■ Assignment ■
From the first line to the last, reproduce the data exactly.

■ Input data ■

== Segment start ==

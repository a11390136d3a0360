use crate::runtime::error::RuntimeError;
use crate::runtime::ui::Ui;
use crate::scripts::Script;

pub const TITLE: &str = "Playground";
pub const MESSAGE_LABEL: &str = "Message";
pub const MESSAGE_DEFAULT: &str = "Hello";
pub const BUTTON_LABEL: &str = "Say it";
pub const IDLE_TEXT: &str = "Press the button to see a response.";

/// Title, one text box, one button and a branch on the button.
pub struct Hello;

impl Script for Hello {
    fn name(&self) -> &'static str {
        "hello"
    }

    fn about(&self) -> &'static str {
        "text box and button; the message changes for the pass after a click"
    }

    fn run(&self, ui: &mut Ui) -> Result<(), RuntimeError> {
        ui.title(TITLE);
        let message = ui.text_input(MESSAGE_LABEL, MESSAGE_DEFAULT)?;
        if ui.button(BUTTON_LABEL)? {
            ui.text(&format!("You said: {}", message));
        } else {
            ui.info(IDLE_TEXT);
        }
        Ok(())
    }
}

== Segment end ==

■ Task answer ■
repository a11390136d3a0360
use crate::runtime::error::RuntimeError;
use crate::runtime::ui::Ui;
use crate::scripts::Script;

pub const TITLE: &str = "Playground";
pub const MESSAGE_LABEL: &str = "Message";
pub const MESSAGE_DEFAULT: &str = "Hello";
pub const BUTTON_LABEL: &str = "Say it";
pub const IDLE_TEXT: &str = "Press the button to see a response.";

/// Title, one text box, one button and a branch on the button.
pub struct Hello;

impl Script for Hello {
    fn name(&self) -> &'static str {
        "hello"
    }

    fn about(&self) -> &'static str {
        "text box and button; the message changes for the pass after a click"
    }

    fn run(&self, ui: &mut Ui) -> Result<(), RuntimeError> {
        ui.title(TITLE);
        let message = ui.text_input(MESSAGE_LABEL, MESSAGE_DEFAULT)?;
        if ui.button(BUTTON_LABEL)? {
            ui.text(&format!("You said: {}", message));
        } else {
            ui.info(IDLE_TEXT);
        }
        Ok(())
    }
}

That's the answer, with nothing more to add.